4 Tú, oh Dios, eres mi Rey; manda liberación a Jacob.

5 Por medio de ti embestiremos a nuestros enemigos; en tu nombre pisotearemos a los que se nos oponen.

6 No confiaré en mi arco, ni mi espada me librará;

7 pues tú nos libras de nuestros enemigos y avergüenzas a los que nos aborrecen.

8 En Dios nos gloriaremos todo el tiempo, y alabaremos su nombre para siempre. (Selah)

9 Sin embargo, nos has desechado y nos has confundido; ya no sales con nuestros ejércitos.

10 Nos has hecho retroceder ante el enemigo, y los que nos aborrecen nos han saqueado.

11 Nos has puesto como ovejas para el consumo, y nos has esparcido entre las naciones.

12 Has vendido de balde a tu pueblo, y ningún provecho has ganado con su precio.

13 Nos has puesto como afrenta ante nuestros vecinos, por burla y ridículo ante los que están a nuestro alrededor.
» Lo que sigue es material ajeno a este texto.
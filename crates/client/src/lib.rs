//! # Intune Client
//!
//! Typed async client for the Microsoft Intune (Graph beta) device-management
//! API.
//!
//! This crate contains:
//! - OAuth2 token acquisition and refresh against the Azure AD v2.0 endpoint
//! - An authenticated request executor with single-shot 401 recovery
//! - Cursor-driven pagination over `@odata.nextLink` envelopes
//! - The Win32 LOB content upload pipeline (content version, file
//!   registration, block transfer to pre-signed storage, commit)
//! - Thin endpoint proxies for the device-management resource families
//!
//! ## Architecture
//! - Pure data types live in `intune-domain`
//! - [`IntuneClient`] owns one authenticator/token-store pair and injects
//!   the shared executor into every proxy

pub mod auth;
pub mod client;
pub mod endpoints;
pub mod http;
pub mod upload;

// Re-export commonly used items
pub use client::IntuneClient;
pub use endpoints::*;
pub use http::{GraphClient, GraphRequest};
pub use upload::UploadOptions;

// The domain crate is half of the public API surface.
pub use intune_domain as domain;
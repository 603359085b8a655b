//! Block transfer to the pre-signed storage destination
//!
//! The file-registration step eventually yields a time-limited, pre-signed
//! blob URI. This module splits the payload into fixed-size blocks, stages
//! each with a `Put Block` call (bounded parallelism), then seals the blob
//! with a `Put Block List`. Authorization is embedded in the URI's SAS query
//! string and never interpreted here.

use std::sync::atomic::{AtomicU64, Ordering};

use base64::engine::general_purpose::STANDARD as BASE64;
use base64::Engine as _;
use futures::stream::{self, TryStreamExt};
use intune_domain::{IntuneError, Result};
use tracing::debug;
use url::Url;

use super::{ProgressCallback, MAX_PARALLEL_BLOCKS};

/// Components of the pre-signed storage URI.
#[derive(Debug, Clone, PartialEq, Eq)]
pub(crate) struct StorageDestination {
    origin: String,
    container: String,
    blob_name: String,
    sas_query: String,
}

impl StorageDestination {
    /// Split a pre-signed URI into origin, container, blob name and SAS
    /// query string.
    pub(crate) fn parse(uri: &str) -> Result<Self> {
        let parsed = Url::parse(uri)
            .map_err(|e| IntuneError::Decode(format!("invalid storage uri: {e}")))?;

        let origin = parsed.origin().ascii_serialization();
        let sas_query = parsed
            .query()
            .ok_or_else(|| {
                IntuneError::Decode("storage uri is missing its SAS query string".to_string())
            })?
            .to_string();

        let mut segments = parsed
            .path_segments()
            .ok_or_else(|| IntuneError::Decode("storage uri has no path".to_string()))?;
        let container = segments
            .next()
            .filter(|s| !s.is_empty())
            .ok_or_else(|| IntuneError::Decode("storage uri has no container".to_string()))?
            .to_string();
        let blob_name = segments.collect::<Vec<_>>().join("/");
        if blob_name.is_empty() {
            return Err(IntuneError::Decode("storage uri has no blob name".to_string()));
        }

        Ok(Self { origin, container, blob_name, sas_query })
    }

    fn blob_url(&self) -> String {
        format!("{}/{}/{}?{}", self.origin, self.container, self.blob_name, self.sas_query)
    }

    fn put_block_url(&self, block_id: &str) -> String {
        format!("{}&comp=block&blockid={}", self.blob_url(), urlencoding::encode(block_id))
    }

    fn put_block_list_url(&self) -> String {
        format!("{}&comp=blocklist", self.blob_url())
    }
}

/// Base64 block id for a block index. Every id in a blob must have the same
/// pre-encoding length, so the index is zero-padded.
fn block_id(index: usize) -> String {
    BASE64.encode(format!("block-{index:08}"))
}

/// Stage all blocks (up to [`MAX_PARALLEL_BLOCKS`] in flight), then commit
/// the block list. All blocks must land before the commit goes out; a failed
/// block aborts the whole transfer, and the stage restarts from byte zero on
/// retry (no checkpointing).
pub(crate) async fn upload_blocks(
    http: &reqwest::Client,
    storage_uri: &str,
    payload: &[u8],
    block_size: usize,
    progress: Option<&ProgressCallback>,
) -> Result<()> {
    let destination = StorageDestination::parse(storage_uri)?;
    let total = payload.len() as u64;
    let transferred = AtomicU64::new(0);

    let block_count = payload.len().div_ceil(block_size.max(1));
    debug!(blocks = block_count, block_size, total, "staging blocks");

    let destination_ref = &destination;
    let transferred_ref = &transferred;
    stream::iter(payload.chunks(block_size).enumerate().map(Ok::<_, IntuneError>))
        .try_for_each_concurrent(MAX_PARALLEL_BLOCKS, |(index, chunk)| async move {
            put_block(http, destination_ref, index, chunk).await?;
            let so_far = transferred_ref.fetch_add(chunk.len() as u64, Ordering::SeqCst)
                + chunk.len() as u64;
            if let Some(callback) = progress {
                callback(total, so_far);
            }
            Ok(())
        })
        .await?;

    put_block_list(http, &destination, block_count).await
}

async fn put_block(
    http: &reqwest::Client,
    destination: &StorageDestination,
    index: usize,
    chunk: &[u8],
) -> Result<()> {
    let url = destination.put_block_url(&block_id(index));
    let response = http
        .put(&url)
        .header("Content-Type", "application/octet-stream")
        .body(chunk.to_vec())
        .send()
        .await
        .map_err(|e| IntuneError::Transport(format!("block {index} transfer failed: {e}")))?;

    let status = response.status();
    if !status.is_success() {
        let body = response.text().await.unwrap_or_else(|_| "Unknown error".to_string());
        return Err(IntuneError::Api { status: status.as_u16(), body });
    }
    Ok(())
}

async fn put_block_list(
    http: &reqwest::Client,
    destination: &StorageDestination,
    block_count: usize,
) -> Result<()> {
    let mut body = String::from(r#"<?xml version="1.0" encoding="utf-8"?><BlockList>"#);
    for index in 0..block_count {
        body.push_str("<Latest>");
        body.push_str(&block_id(index));
        body.push_str("</Latest>");
    }
    body.push_str("</BlockList>");

    let response = http
        .put(destination.put_block_list_url())
        .header("Content-Type", "application/xml")
        .body(body)
        .send()
        .await
        .map_err(|e| IntuneError::Transport(format!("block list commit failed: {e}")))?;

    let status = response.status();
    if !status.is_success() {
        let text = response.text().await.unwrap_or_else(|_| "Unknown error".to_string());
        return Err(IntuneError::Api { status: status.as_u16(), body: text });
    }

    debug!(blocks = block_count, "block list committed");
    Ok(())
}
14 Nos has puesto como refrán en medio de las naciones, y como objeto de burla en medio de los pueblos.

15 Cada día mi confusión está delante de mí, y mi cara se cubre de vergüenza,

16 por la voz del que injuria y deshonra, por causa del enemigo y del vengativo.

17 Todo esto nos ha venido, pero no nos hemos olvidado de ti, ni hemos faltado a tu pacto.
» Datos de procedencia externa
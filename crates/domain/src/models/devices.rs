//! Device management models

use serde::Serialize;

/// Autopilot device registration request.
///
/// All fields are optional on the caller side. The import endpoint expects
/// every key to be present with explicit `null` for anything unknown, so the
/// endpoint proxy maps this onto a wire payload that never skips a field.
#[derive(Debug, Clone, Default)]
pub struct AutopilotImport {
    pub serial_number: Option<String>,
    pub group_tag: Option<String>,
    pub product_key: Option<String>,
    pub hardware_identifier: Option<String>,
    pub assigned_user: Option<String>,
}

/// Options for the managed-device wipe action.
#[derive(Debug, Clone, Default, Serialize)]
#[serde(rename_all = "camelCase")]
pub struct WipeOptions {
    pub keep_enrollment_data: bool,
    pub keep_user_data: bool,
    #[serde(skip_serializing_if = "Option::is_none")]
    pub mac_os_unlock_code: Option<String>,
    pub persist_esim_data_plan: bool,
}
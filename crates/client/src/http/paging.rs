//! Cursor-driven pagination
//!
//! Every list-returning Graph endpoint wraps its results in an envelope with
//! a `value` array and an optional `@odata.nextLink` cursor. The cursor is an
//! absolute URL; the configured base origin must be stripped before reuse or
//! the follow-up request would bypass the client's host configuration.

use intune_domain::Result;
use serde::Deserialize;
use serde_json::Value;
use tracing::debug;

use super::client::{GraphClient, GraphRequest};

/// Standard OData list envelope.
#[derive(Debug, Deserialize)]
pub struct ListEnvelope {
    #[serde(default)]
    pub value: Vec<Value>,
    #[serde(rename = "@odata.nextLink")]
    pub next_link: Option<String>,
}

impl GraphClient {
    /// Fetch every page of a collection, concatenating `value` arrays in
    /// order. Follows `@odata.nextLink` until absent; no cycle detection,
    /// the server's cursor is trusted to make progress.
    pub async fn list_all(&self, first_path: &str) -> Result<Vec<Value>> {
        let mut items = Vec::new();
        let mut path = first_path.to_string();

        loop {
            let page: ListEnvelope = self.send_as(&GraphRequest::get(&path)).await?;
            items.extend(page.value);

            match page.next_link {
                Some(link) => {
                    path = self.relativize(&link);
                    debug!(next = %path, collected = items.len(), "following next link");
                }
                None => break,
            }
        }

        Ok(items)
    }

    /// Strip the configured base origin from a server-echoed cursor URL.
    fn relativize(&self, link: &str) -> String {
        link.strip_prefix(self.base_url()).unwrap_or(link).to_string()
    }
}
18 No se ha vuelto atrás nuestro corazón, ni tampoco nuestros pasos se han apartado de tu camino,

19 para que nos abatas en el lugar de los chacales y nos cubras con densa oscuridad.

20 Si nos hubiésemos olvidado del nombre de nuestro Dios o alzado nuestras manos a un dios extraño,

21 ¿no averiguaría esto Dios, quien conoce los secretos del corazón?

22 Más bien, por tu causa nos matan cada día; somos tratados como ovejas para el matadero.

23 Despierta; ¿por qué duermes, oh Señor? Despierta; no nos abandones para siempre.

24 ¿Por qué escondes tu rostro y te olvidas de nuestra aflicción y opresión?

25 Nuestra alma está agobiada hasta el polvo; nuestro vientre está pegado a la tierra.

26 Levántate, socórrenos y redímenos por tu misericordia.